== Records for this task ==

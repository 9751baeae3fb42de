//! Newline framing over a growable receive buffer

use bytes::{Buf, BytesMut};

/// Records longer than this without a terminator are discarded
pub const MAX_RECORD_LEN: usize = 64 * 1024;

/// Accumulates stream bytes and yields complete lines
#[derive(Debug, Default)]
pub struct LineBuffer {
    buf: BytesMut,
    /// Dropping the tail of an oversized record until its newline
    skipping: bool,
}

impl LineBuffer {
    pub fn new() -> Self {
        Self {
            buf: BytesMut::with_capacity(4096),
            skipping: false,
        }
    }

    /// Buffer for `AsyncReadExt::read_buf`
    pub fn buf_mut(&mut self) -> &mut BytesMut {
        &mut self.buf
    }

    /// Pop the next complete line, without its terminator
    pub fn next_line(&mut self) -> Option<BytesMut> {
        loop {
            match self.buf.iter().position(|&b| b == b'\n') {
                Some(pos) => {
                    let mut line = self.buf.split_to(pos + 1);
                    line.truncate(pos);
                    if self.skipping {
                        self.skipping = false;
                        continue;
                    }
                    return Some(line);
                }
                None => {
                    if self.buf.len() > MAX_RECORD_LEN {
                        tracing::debug!(len = self.buf.len(), "Discarding oversized record");
                        self.buf.advance(self.buf.len());
                        self.skipping = true;
                    }
                    return None;
                }
            }
        }
    }
}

===

What is needed:
What is needed is every line from the data above that includes the string "without", copied out.

Written solution:
/// Records longer than this without a terminator are discarded
    /// Pop the next complete line, without its terminator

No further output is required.